GPU sharing

Posted on Fri 05 April 2024 in Nvidia, GPU, Kubernetes

I've found this interesting post from 2022 by Nvidia about GPU sharing in Kubernetes.

The main GPU sharing technologies can be summarized in this table:

Technology Description MicroArchitecture CUDA Version
CUDA Streams Allows concurrent operations within a single CUDA context using software abstraction. Pascal and later Not specified
Time-Slicing Oversubscription strategy using the GPU's time-slicing scheduler. Pascal and later 11.1 (R455+ drivers)
CUDA MPS MPS (Multi-Process Service) enables concurrent processing of CUDA kernels from different processes, typically MPI jobs. Not specified 11.4+
MIG MIG (Multi-Instance GPU) is a secure partitioning of GPUs into separate instances for dedicated resources.
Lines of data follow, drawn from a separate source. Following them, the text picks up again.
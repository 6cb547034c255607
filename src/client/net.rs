use std::sync::atomic::{AtomicBool, Ordering};
use std::sync::{Arc, Mutex};

use futures_util::{SinkExt, StreamExt};
use tokio::sync::mpsc::{unbounded_channel, UnboundedReceiver, UnboundedSender};
use tokio_tungstenite::connect_async;
use tokio_tungstenite::tungstenite::Message;
use tracing::{debug, error, info, warn};

use crate::net::codec::{decode_server_json, encode_client_json};
use crate::net::messages::{ClientMessage, ServerMessage};

/// Socket connection running on its own thread and tokio runtime.
///
/// The frame loop talks to it only through channels, so a slow or dead
/// socket never blocks rendering.
#[derive(Clone)]
pub struct ClientRuntime {
    outbound_tx: UnboundedSender<ClientMessage>,
    inbound_rx: Arc<Mutex<UnboundedReceiver<ServerMessage>>>,
    connected: Arc<AtomicBool>,
}

impl ClientRuntime {
    pub fn connect(url: String) -> Self {
        let (outbound_tx, outbound_rx) = unbounded_channel::<ClientMessage>();
        let (inbound_tx, inbound_rx) = unbounded_channel::<ServerMessage>();
        let connected = Arc::new(AtomicBool::new(false));
        let connected_flag = connected.clone();

        std::thread::spawn(move || {
            let rt = match tokio::runtime::Runtime::new() {
                Ok(rt) => rt,
                Err(err) => {
                    error!("failed to start network runtime: {}", err);
                    return;
                }
            };
            rt.block_on(run_socket(url, outbound_rx, inbound_tx, connected_flag));
        });

        Self {
            outbound_tx,
            inbound_rx: Arc::new(Mutex::new(inbound_rx)),
            connected,
        }
    }

    pub fn send(&self, msg: ClientMessage) {
        let _ = self.outbound_tx.send(msg);
    }

    pub fn try_recv(&self) -> Option<ServerMessage> {
        self.inbound_rx.lock().ok()?.try_recv().ok()
    }

    pub fn is_connected(&self) -> bool {
        self.connected.load(Ordering::Relaxed)
    }
}

async fn run_socket(
    url: String,
    mut outbound_rx: UnboundedReceiver<ClientMessage>,
    inbound_tx: UnboundedSender<ServerMessage>,
    connected: Arc<AtomicBool>,
) {
    let ws_stream = match connect_async(url.as_str()).await {
        Ok((stream, _)) => stream,
        Err(err) => {
            error!(%url, "websocket connect failed: {}", err);
            return;
        }
    };
    info!(%url, "connected to relay");
    connected.store(true, Ordering::Relaxed);
    let (mut ws_sender, mut ws_receiver) = ws_stream.split();

    loop {
        tokio::select! {
            Some(msg) = outbound_rx.recv() => {
                match encode_client_json(&msg) {
                    Ok(text) => {
                        if let Err(err) = ws_sender.send(Message::Text(text)).await {
                            error!("websocket send failed: {}", err);
                            break;
                        }
                    }
                    Err(err) => warn!("failed to encode {:?}: {}", msg, err),
                }
            }
            inbound = ws_receiver.next() => {
                match inbound {
                    Some(Ok(Message::Text(text))) => forward(text.as_bytes(), &inbound_tx),
                    Some(Ok(Message::Binary(bytes))) => forward(&bytes, &inbound_tx),
                    Some(Ok(Message::Close(_))) | None => break,
                    Some(Err(err)) => {
                        error!("websocket error: {}", err);
                        break;
                    }
                    _ => {}
                }
            }
        }
    }

    connected.store(false, Ordering::Relaxed);
    info!("websocket connection closed");
}

fn forward(bytes: &[u8], inbound_tx: &UnboundedSender<ServerMessage>) {
    match decode_server_json(bytes) {
        Ok(msg) => {
            debug!(?msg, "received");
            let _ = inbound_tx.send(msg);
        }
        Err(err) => warn!("discarding malformed server frame: {}", err),
    }
}
pub mod net;

use crate::constants::DEFAULT_SERVER_URL;

pub struct ClientConfig {
    pub server_url: String,
}

impl Default for ClientConfig {
    fn default() -> Self {
        Self {
            server_url: DEFAULT_SERVER_URL.to_owned(),
        }
    }
}
#[cfg(test)]
mod tests {
    use super::*;

    fn panel_spec(surface: SurfaceId, name: &str, x: f64, y: f64) -> PanelSpec {
        PanelSpec {
            surface,
            name: name.to_owned(),
            position: Position::new(x, y),
            force: ForceId::new(1),
            quality: Quality::Rare,
            health: f64::INFINITY,
        }
    }

    fn seeded_world() -> (World, SurfaceId) {
        let mut world = World::new();
        world.register_panel_prototype("solar-panel", 200.0);
        world.register_prototype("accumulator", EntityKind::Other, 150.0);
        let surface = world.add_default_surface("nauvis");
        (world, surface)
    }

    #[test]
    fn dusty_prototype_is_derived_with_scaled_health() {
        let (mut world, surface) = seeded_world();
        let id = world
            .create_panel(panel_spec(surface, "solar-panel-dusty", 0.5, 0.5))
            .expect("dusty prototype registered");
        let panel = world.panel(id).expect("panel exists");
        assert_eq!(panel.max_health, 400.0);
        assert_eq!(panel.health, 400.0);
        assert!(panel.is_dusty());
    }

    #[test]
    fn panels_only_lists_managed_entities() {
        let (mut world, surface) = seeded_world();
        let _ = world
            .create_panel(panel_spec(surface, "solar-panel", 0.0, 0.0))
            .expect("panel");
        let _ = world
            .create_panel(panel_spec(surface, "accumulator", 2.0, 0.0))
            .expect("accumulator");

        let panels = world.panels(surface);
        assert_eq!(panels.len(), 1);
        assert_eq!(panels[0].name, "solar-panel");
    }

    #[test]
    fn blocked_tiles_reject_creation() {
        let (mut world, surface) = seeded_world();
        world.block_tile(surface, 3, 4);
        let result = world.create_panel(panel_spec(surface, "solar-panel", 3.5, 4.5));
        assert_eq!(result, Err(HostError::PlacementBlocked { x: 3, y: 4 }));

        world.unblock_tile(surface, 3, 4);
        assert!(world
            .create_panel(panel_spec(surface, "solar-panel", 3.5, 4.5))
            .is_ok());
    }

    #[test]
    fn unknown_prototype_and_surface_are_distinct_failures() {
        let (mut world, surface) = seeded_world();
        assert_eq!(
            world.create_panel(panel_spec(surface, "wind-turbine", 0.0, 0.0)),
            Err(HostError::UnknownPrototype("wind-turbine".to_owned()))
        );
        let missing = SurfaceId::new(99);
        assert_eq!(
            world.create_panel(panel_spec(missing, "solar-panel", 0.0, 0.0)),
            Err(HostError::MissingSurface(missing))
        );
    }

    #[test]
    fn removing_dusty_panel_requests_reconstruction() {
        let (mut world, surface) = seeded_world();
        let id = world
            .create_panel(panel_spec(surface, "solar-panel-dusty", 1.0, 2.0))
            .expect("panel");

        assert!(world.remove_panel(id));
        assert!(world.panel(id).is_none());

        let ghosts = query::ghosts(&world);
        assert_eq!(ghosts.len(), 1);
        assert_eq!(ghosts[0].name, "solar-panel");
        assert_eq!(ghosts[0].quality, Quality::Rare);

        let mut events = Vec::new();
        world.drain_events(&mut events);
        assert!(matches!(
            events.as_slice(),
            [Event::ReconstructionRequested { base_name, .. }] if base_name == "solar-panel"
        ));
    }

    #[test]
    fn silent_destroy_leaves_no_ghost() {
        let (mut world, surface) = seeded_world();
        let dusty = world
            .create_panel(panel_spec(surface, "solar-panel-dusty", 1.0, 2.0))
            .expect("panel");
        let clean = world
            .create_panel(panel_spec(surface, "solar-panel", 3.0, 2.0))
            .expect("panel");

        assert!(world.destroy_panel(dusty, false));
        assert!(world.remove_panel(clean));
        assert!(!world.remove_panel(clean));
        assert!(query::ghosts(&world).is_empty());
    }

    #[test]
    fn repair_clamps_to_prototype_maximum() {
        let (mut world, surface) = seeded_world();
        let mut spec = panel_spec(surface, "solar-panel", 0.0, 0.0);
        spec.health = 50.0;
        let id = world.create_panel(spec).expect("panel");

        assert!(world.repair(id, 25.0));
        assert_eq!(world.panel(id).map(|panel| panel.health), Some(75.0));

        world.repair_all(surface);
        assert_eq!(world.panel(id).map(|panel| panel.health), Some(200.0));
    }

    #[test]
    fn deleting_surface_drops_its_entities() {
        let (mut world, surface) = seeded_world();
        let id = world
            .create_panel(panel_spec(surface, "solar-panel", 0.0, 0.0))
            .expect("panel");

        assert!(world.delete_surface(surface));
        assert!(!world.surface_exists(surface));
        assert!(world.panel(id).is_none());
        assert_eq!(world.solar_multiplier(surface), None);
    }

    #[test]
    fn query_counts_variants() {
        let (mut world, surface) = seeded_world();
        for x in 0..3 {
            let _ = world
                .create_panel(panel_spec(surface, "solar-panel", f64::from(x), 0.0))
                .expect("panel");
        }
        let _ = world
            .create_panel(panel_spec(surface, "solar-panel-dusty", 5.0, 0.0))
            .expect("panel");

        assert_eq!(
            query::panel_counts(&world, surface),
            query::PanelCounts { clean: 3, dusty: 1 }
        );
        assert_eq!(query::surface_by_name(&world, "nauvis"), Some(surface));
        assert_eq!(query::surface_name(&world, surface), Some("nauvis"));
    }
}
Ampere Architecture Not specified
NVIDIA vGPU Provides VMs with simultaneous, direct access to a single physical GPU. Compatible with MIG-supported GPUs Not specified

The post also explains how GPUs are advertised as schedulable resources in Kubernetes with the device plugin framework, but it is a integer-based resource, so it does not allow for oversuscription. They describe a way of achieving this with time-slicing APIs.